_WHAT IS REQUIRED:_
The stretch from the line with "pub struct RewardStats" through the line with "self.total_reward / self.samples" in the records below: write it out exactly, and nothing else.

(Stored data)
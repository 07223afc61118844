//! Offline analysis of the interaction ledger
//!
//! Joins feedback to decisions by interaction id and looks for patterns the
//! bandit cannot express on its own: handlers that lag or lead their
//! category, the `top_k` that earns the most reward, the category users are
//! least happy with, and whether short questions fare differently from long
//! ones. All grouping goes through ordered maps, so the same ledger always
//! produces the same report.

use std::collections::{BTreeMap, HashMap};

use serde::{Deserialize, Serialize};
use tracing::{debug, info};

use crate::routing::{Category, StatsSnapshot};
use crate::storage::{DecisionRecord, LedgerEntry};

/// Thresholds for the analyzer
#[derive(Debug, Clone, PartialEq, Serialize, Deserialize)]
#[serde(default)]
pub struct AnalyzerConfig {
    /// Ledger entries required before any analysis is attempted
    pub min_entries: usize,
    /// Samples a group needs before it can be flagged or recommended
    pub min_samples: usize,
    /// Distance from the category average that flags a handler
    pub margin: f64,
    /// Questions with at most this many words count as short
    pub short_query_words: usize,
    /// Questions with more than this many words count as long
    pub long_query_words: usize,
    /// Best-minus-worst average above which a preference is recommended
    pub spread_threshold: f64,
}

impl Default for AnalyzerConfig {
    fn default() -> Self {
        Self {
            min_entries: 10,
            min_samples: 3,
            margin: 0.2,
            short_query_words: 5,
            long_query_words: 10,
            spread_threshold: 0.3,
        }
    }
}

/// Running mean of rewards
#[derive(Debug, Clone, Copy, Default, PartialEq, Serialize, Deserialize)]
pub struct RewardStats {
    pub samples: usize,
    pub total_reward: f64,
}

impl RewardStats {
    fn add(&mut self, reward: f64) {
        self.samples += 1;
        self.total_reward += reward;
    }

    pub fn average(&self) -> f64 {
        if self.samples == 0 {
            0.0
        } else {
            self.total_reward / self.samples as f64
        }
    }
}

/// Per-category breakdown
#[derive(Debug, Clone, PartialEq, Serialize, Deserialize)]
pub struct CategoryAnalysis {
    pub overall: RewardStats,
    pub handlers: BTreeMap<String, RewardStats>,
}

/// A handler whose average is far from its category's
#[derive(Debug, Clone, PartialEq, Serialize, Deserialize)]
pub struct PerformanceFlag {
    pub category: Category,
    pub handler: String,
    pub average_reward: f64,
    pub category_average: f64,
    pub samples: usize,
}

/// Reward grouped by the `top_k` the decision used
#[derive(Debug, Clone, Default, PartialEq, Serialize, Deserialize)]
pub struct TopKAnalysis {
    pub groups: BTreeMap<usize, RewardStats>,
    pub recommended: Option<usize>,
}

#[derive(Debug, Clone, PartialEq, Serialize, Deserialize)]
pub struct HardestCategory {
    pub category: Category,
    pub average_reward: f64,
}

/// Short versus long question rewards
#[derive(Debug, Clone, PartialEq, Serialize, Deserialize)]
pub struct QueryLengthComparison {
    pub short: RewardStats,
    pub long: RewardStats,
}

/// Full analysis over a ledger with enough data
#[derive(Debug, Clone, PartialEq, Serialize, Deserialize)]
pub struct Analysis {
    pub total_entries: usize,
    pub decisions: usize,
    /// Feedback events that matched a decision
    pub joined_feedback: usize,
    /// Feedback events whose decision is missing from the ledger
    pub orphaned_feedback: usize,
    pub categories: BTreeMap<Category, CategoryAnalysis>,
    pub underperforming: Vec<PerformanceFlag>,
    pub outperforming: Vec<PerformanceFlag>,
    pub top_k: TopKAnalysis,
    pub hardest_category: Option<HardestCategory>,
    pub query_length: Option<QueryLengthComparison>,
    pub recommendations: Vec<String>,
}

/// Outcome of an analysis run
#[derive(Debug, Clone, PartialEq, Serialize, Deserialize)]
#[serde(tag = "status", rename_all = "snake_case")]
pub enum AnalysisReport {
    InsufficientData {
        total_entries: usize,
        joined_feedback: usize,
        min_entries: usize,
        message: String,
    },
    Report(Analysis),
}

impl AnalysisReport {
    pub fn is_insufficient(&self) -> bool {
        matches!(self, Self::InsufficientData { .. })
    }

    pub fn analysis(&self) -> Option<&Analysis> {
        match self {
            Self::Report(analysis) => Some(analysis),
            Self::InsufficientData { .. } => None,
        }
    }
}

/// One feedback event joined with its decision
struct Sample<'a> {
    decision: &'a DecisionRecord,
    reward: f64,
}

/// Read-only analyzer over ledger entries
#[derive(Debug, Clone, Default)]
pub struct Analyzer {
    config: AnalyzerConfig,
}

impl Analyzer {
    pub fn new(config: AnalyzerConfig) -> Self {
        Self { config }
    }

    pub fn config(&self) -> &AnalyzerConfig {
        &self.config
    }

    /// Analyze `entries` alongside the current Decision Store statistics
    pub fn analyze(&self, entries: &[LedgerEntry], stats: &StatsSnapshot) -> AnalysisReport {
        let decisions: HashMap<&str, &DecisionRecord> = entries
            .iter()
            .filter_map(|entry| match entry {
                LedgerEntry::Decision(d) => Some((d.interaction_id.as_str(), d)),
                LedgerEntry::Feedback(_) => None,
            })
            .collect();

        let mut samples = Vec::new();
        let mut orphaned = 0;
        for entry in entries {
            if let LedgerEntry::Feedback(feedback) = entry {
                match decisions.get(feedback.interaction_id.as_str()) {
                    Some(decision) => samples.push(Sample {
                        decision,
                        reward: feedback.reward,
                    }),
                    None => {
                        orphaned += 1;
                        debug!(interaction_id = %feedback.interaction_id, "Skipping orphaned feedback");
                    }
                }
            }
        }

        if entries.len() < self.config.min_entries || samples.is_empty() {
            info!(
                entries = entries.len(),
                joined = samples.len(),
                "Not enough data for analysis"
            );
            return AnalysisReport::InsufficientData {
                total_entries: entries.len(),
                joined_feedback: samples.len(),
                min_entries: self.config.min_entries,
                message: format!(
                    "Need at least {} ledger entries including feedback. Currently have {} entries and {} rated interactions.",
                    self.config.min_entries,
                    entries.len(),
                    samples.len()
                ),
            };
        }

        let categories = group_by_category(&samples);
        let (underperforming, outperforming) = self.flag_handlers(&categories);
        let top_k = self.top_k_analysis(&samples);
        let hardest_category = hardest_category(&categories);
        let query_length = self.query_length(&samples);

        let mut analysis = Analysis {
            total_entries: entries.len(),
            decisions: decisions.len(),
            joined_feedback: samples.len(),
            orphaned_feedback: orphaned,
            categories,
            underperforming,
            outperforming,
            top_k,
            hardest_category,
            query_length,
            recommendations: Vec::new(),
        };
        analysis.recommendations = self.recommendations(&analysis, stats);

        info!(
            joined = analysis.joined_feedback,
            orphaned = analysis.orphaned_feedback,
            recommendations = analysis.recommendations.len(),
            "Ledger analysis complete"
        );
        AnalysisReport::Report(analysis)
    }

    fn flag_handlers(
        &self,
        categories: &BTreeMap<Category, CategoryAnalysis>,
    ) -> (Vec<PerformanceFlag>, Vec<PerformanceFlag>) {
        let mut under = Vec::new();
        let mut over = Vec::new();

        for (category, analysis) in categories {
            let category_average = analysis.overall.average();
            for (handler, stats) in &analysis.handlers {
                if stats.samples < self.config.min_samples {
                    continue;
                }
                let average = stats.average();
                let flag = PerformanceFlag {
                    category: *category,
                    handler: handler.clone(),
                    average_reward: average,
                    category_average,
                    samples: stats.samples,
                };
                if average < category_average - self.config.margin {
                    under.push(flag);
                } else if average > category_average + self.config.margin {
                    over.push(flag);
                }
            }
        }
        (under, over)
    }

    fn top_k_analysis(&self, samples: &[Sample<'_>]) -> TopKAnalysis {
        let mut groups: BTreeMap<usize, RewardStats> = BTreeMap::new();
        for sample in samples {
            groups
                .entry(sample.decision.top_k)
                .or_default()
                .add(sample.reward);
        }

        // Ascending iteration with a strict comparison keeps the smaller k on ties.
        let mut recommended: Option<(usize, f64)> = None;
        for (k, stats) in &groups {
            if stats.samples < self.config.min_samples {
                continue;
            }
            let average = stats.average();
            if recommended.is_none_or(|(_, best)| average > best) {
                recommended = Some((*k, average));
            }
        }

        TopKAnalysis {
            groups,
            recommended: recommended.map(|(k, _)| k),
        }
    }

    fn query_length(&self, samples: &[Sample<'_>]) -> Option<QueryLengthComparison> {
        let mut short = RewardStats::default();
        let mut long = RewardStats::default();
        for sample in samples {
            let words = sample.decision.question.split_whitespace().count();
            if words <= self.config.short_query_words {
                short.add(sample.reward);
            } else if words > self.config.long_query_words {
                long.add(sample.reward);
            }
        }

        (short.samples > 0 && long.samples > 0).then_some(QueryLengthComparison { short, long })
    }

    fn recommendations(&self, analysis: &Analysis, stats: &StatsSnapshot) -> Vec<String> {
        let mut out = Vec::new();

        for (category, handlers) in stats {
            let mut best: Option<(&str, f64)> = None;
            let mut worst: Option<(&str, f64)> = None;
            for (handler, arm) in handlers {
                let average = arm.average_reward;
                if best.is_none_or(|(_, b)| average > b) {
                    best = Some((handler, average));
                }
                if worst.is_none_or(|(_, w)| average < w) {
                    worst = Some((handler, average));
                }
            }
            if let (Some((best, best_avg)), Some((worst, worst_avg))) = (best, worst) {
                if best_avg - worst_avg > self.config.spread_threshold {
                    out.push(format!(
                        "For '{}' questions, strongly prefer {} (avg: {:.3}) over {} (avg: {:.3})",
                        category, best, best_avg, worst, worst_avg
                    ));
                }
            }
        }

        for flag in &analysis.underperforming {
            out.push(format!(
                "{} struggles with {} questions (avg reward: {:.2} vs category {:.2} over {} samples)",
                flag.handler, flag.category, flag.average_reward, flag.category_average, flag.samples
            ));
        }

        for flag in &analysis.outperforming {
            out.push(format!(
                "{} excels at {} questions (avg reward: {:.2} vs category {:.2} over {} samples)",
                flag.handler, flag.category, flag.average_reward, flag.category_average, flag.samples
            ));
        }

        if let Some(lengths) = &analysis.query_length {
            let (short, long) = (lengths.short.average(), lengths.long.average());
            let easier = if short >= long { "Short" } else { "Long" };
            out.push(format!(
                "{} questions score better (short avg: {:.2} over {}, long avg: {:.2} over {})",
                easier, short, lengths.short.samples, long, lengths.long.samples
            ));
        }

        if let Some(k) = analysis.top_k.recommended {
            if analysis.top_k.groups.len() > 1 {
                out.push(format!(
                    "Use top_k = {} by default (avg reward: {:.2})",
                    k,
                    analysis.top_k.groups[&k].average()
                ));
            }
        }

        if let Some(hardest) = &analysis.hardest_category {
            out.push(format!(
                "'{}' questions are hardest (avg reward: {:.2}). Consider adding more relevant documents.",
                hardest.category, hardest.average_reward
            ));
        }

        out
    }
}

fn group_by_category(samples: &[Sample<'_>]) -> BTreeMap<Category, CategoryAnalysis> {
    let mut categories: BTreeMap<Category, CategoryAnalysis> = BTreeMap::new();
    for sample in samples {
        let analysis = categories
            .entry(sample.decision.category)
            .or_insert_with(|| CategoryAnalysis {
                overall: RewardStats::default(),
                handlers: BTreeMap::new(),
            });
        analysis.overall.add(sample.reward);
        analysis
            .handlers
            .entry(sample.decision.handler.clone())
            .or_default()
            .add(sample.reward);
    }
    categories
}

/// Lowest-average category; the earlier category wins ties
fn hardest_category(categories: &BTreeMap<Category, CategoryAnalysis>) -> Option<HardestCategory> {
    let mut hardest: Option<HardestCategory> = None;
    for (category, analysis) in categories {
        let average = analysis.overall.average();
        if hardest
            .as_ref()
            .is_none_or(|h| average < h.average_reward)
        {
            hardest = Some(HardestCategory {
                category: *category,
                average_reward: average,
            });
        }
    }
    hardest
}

==

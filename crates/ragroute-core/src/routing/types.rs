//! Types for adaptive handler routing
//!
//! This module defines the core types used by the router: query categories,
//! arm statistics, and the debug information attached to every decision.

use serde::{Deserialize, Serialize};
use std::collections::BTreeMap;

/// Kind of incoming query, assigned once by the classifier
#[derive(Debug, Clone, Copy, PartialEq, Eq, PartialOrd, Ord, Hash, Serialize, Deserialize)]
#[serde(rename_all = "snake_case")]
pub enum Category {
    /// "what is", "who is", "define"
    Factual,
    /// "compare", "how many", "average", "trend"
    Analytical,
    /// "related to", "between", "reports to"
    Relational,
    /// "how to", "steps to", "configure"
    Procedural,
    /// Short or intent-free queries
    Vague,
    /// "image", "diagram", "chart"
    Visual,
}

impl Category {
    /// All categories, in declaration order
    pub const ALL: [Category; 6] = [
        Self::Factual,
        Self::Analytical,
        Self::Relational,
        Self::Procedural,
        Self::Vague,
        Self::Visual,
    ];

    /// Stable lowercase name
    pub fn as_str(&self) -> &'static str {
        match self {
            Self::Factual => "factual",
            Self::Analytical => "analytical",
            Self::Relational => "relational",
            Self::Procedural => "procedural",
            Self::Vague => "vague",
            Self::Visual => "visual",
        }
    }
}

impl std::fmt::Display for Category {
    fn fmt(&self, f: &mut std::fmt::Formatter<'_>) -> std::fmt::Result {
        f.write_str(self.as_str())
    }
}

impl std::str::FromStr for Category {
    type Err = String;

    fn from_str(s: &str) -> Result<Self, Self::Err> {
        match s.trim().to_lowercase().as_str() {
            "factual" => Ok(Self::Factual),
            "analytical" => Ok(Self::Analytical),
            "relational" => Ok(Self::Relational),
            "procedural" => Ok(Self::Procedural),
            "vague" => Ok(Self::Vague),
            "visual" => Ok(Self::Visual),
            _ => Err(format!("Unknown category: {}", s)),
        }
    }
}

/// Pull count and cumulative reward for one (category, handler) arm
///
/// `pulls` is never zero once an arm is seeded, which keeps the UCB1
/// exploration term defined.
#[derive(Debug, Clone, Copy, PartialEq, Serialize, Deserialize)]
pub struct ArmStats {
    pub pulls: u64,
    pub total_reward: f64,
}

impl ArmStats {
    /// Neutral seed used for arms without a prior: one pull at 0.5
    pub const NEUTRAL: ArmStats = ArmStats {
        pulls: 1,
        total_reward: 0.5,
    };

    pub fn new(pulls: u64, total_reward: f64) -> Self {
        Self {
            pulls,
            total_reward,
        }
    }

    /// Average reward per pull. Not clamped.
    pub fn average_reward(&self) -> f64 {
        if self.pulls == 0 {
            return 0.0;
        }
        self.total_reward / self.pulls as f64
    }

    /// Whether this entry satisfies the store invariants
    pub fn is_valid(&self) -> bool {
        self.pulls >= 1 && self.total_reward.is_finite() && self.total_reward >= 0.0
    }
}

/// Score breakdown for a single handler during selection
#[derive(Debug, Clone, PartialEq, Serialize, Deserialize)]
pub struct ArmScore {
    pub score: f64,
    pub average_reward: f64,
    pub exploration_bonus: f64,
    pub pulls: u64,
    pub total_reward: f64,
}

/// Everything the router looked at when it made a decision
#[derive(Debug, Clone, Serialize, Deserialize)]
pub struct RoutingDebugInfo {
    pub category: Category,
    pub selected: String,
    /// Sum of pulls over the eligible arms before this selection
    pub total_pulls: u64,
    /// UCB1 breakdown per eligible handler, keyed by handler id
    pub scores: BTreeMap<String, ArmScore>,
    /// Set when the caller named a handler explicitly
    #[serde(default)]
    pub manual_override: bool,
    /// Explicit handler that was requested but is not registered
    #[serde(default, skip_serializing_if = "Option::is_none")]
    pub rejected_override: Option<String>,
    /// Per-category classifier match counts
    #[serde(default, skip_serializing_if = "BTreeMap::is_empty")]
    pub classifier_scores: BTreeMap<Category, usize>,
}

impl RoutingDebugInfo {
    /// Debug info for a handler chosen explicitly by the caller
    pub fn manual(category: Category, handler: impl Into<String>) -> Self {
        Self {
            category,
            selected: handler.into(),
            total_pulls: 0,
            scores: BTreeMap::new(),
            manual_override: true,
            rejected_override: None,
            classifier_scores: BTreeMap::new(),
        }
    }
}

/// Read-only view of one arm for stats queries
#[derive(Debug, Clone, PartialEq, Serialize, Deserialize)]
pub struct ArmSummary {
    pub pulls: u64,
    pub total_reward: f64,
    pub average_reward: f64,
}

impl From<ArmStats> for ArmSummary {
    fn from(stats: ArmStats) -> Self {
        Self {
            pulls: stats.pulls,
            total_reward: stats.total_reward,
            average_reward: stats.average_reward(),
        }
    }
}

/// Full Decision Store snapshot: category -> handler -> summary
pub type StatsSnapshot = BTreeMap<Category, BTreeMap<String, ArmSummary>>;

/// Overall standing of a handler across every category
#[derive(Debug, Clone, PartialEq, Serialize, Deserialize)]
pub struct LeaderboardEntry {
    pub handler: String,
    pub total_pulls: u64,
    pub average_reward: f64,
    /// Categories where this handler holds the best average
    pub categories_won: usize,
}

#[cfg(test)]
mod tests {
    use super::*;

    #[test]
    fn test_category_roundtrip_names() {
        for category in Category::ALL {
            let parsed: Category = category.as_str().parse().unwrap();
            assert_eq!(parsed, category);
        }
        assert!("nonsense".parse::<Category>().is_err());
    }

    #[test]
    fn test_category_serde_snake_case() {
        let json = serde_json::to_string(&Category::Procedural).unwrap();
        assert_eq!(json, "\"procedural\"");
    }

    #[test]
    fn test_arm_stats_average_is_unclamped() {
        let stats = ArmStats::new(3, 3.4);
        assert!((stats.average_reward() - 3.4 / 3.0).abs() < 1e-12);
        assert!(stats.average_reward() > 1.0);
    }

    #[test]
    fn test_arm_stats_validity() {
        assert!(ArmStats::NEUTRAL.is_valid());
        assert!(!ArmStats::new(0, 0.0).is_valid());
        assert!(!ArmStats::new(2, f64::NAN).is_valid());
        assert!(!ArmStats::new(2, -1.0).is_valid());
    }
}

_SOLUTION:_
pub struct RewardStats {
    pub samples: usize,
    pub total_reward: f64,
}

impl RewardStats {
    fn add(&mut self, reward: f64) {
        self.samples += 1;
        self.total_reward += reward;
    }

    pub fn average(&self) -> f64 {
        if self.samples == 0 {
            0.0
        } else {
            self.total_reward / self.samples as f64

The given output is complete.